The guy said "IT is a rare condition". Hmmm, one would think that any thing no matter how rare will

happen "Murphys Law". Thus, the firmware should have been designed to handle any error condition

and not just crash due to log (buffer) overflow. This is just bad engineering IMHO and RMA'g the drive

is not the solution either. That's just a copout. What a "loser" would do!

The conditions have to be just right - you have to reboot just after the drive writes the 320th log file to the firmware space of the drive. this is a log file that's written only occasionally, usually when there are bad sectors, missed writes, etc... might happen every few days on a computer in a non-RAID home use situation.. and if that log file is written even one time after the magic #320, it rolls over the oldest file kept on the drive and there's no issue. It'll only stop responding IF the drive is powered up with log file #320 being the latest one written... a perfect storm situation. IF this is the case, then seagate is trying to put in place a procedure where you can simply ship them the drive, they hook it up to a serial controller, and re-flashed with the fixed firmware. That's all it takes to restore the drive to operation! As for buying new drives, that's up to you. None of the CC firmware drives were affected - only the SD firmware drives.If you were to have flashed the drives with the 'bad' firmware - it would disable any read/write functions to the drive, but the drive would still be accessible in BIOS and a very good chance that flashing it back to a previous SD firmware (or up to the yet to be released proven firmware) would make it all better.

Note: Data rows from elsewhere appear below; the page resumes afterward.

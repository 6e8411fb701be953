//! "Load more" pagination over pre-rendered, hidden comments.
use crate::config::RevealMode;

#[derive(Debug, Clone, Copy, PartialEq, Eq)]
pub struct CommentPager {
    total: usize,
    visible: usize,
    mode: RevealMode,
}

impl CommentPager {
    #[must_use]
    pub fn new(total: usize, initially_visible: usize, mode: RevealMode) -> Self {
        Self {
            total,
            visible: initially_visible.min(total),
            mode,
        }
    }

    #[must_use]
    pub const fn visible(&self) -> usize {
        self.visible
    }

    #[must_use]
    pub const fn remaining(&self) -> usize {
        self.total - self.visible
    }

    /// The "load more" button is shown only while comments stay hidden.
    #[must_use]
    pub const fn has_more(&self) -> bool {
        self.remaining() > 0
    }

    #[must_use]
    pub fn is_visible(&self, index: usize) -> bool {
        index < self.visible
    }

    /// Reveal the next batch. Returns how many comments became visible.
    pub fn load_more(&mut self) -> usize {
        let step = match self.mode {
            RevealMode::All => self.remaining(),
            RevealMode::Batched { size } => size.max(1).min(self.remaining()),
        };
        self.visible += step;
        step
    }
}
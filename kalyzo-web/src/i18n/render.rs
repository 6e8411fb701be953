use crate::i18n::bundle::with_bundle;
use kalyzo_storefront::Message;
use serde_json::Value;
use std::collections::BTreeMap;

#[cfg(target_arch = "wasm32")]
use js_sys::{Array, Intl, Object};

fn get_nested_value<'a>(obj: &'a Value, key: &str) -> Option<&'a Value> {
    key.split('.').try_fold(obj, |current, k| current.get(k))
}

fn fallback_category(count: f64) -> &'static str {
    if (count - 1.0).abs() < f64::EPSILON {
        "one"
    } else {
        "other"
    }
}

fn plural_category(lang: &str, count: f64) -> String {
    #[cfg(target_arch = "wasm32")]
    {
        let locales = Array::new();
        locales.push(&wasm_bindgen::JsValue::from_str(lang));
        let rules = Intl::PluralRules::new(&locales, &Object::new());
        rules
            .select(count)
            .as_string()
            .unwrap_or_else(|| fallback_category(count).to_string())
    }

    #[cfg(not(target_arch = "wasm32"))]
    {
        let _ = lang;
        fallback_category(count).to_string()
    }
}

fn render_value(value: &Value, lang: &str, args: Option<&BTreeMap<&str, &str>>) -> Option<String> {
    let mut text = match value {
        Value::String(s) => s.clone(),
        Value::Object(map) => {
            let count = args
                .and_then(|m| m.get("count"))
                .and_then(|raw| raw.parse::<f64>().ok());
            let category = count.map(|c| plural_category(lang, c));
            category
                .and_then(|cat| map.get(&cat))
                .or_else(|| map.get("other"))
                .and_then(Value::as_str)?
                .to_string()
        }
        _ => return None,
    };

    if let Some(args_map) = args {
        for (k, v) in args_map {
            text = text.replace(&format!("{{{k}}}"), v);
        }
    }
    Some(text)
}

fn resolve(key: &str, args: Option<&BTreeMap<&str, &str>>) -> Option<String> {
    with_bundle(|bundle| {
        get_nested_value(&bundle.translations, key)
            .and_then(|v| render_value(v, &bundle.lang, args))
            .or_else(|| {
                get_nested_value(&bundle.fallback, key)
                    .and_then(|v| render_value(v, &bundle.lang, args))
            })
    })
}

/// Translate a key to the current language.
///
/// Falls back to Spanish, then to the key itself.
#[must_use]
pub fn t(key: &str) -> String {
    tr(key, None)
}

/// Translate a key, replacing `{name}` placeholders from `args`.
#[must_use]
pub fn tr(key: &str, args: Option<&BTreeMap<&str, &str>>) -> String {
    resolve(key, args).unwrap_or_else(|| key.to_string())
}

/// Text for a notification message. Server text is shown verbatim.
#[must_use]
pub fn message(message: &Message) -> String {
    match message {
        Message::Key(key) => t(key.key()),
        Message::KeyWith(key, vars) => {
            let args: BTreeMap<&str, &str> =
                vars.iter().map(|(name, value)| (*name, value.as_str())).collect();
            tr(key.key(), Some(&args))
        }
        Message::Server(text) => text.clone(),
    }
}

As far as I know, if your drive has the CC1G, CC1H, CC1J or any of the CC firmwares really, it is completely unaffected by this issue. However, it may need an update if you experience 'stuttering' (the drive pausing for more then a few seconds during data transfer). The CC1H and CC1J firmwares are *fine* and will absolutely not brick your drive.

The update script checks two things.. to make sure it's a BRINKS or a MOOSE drive, and to check the model number. If you get the firmware from the torrents (it's out there) and tear it apart with uniextract, you can see the batch file and what it checks for. It's a program that was built back in the 90's and used ever since! You remove those 2 checks, and it'll happily flash that IBM or Western Digital drive with the seagate firmware as well.

The 1.5Tb drives both stutter and are at risk of bricking due to the journal issue. The Stuttering issue is fairly recent and mostly runs in the 1.5tb drives - but the journal issue is older and exists across many 7200.11 drives. ES2 drives and Diamondmax drives.

SD1A fixes both of these problems in the 1.5Tb drives.

My suggestion to Seagate or any hardware manufacturer is to do what Intel does.

Since most people have MSOFT Windows installed, intel provided microcode updates to MSOFT.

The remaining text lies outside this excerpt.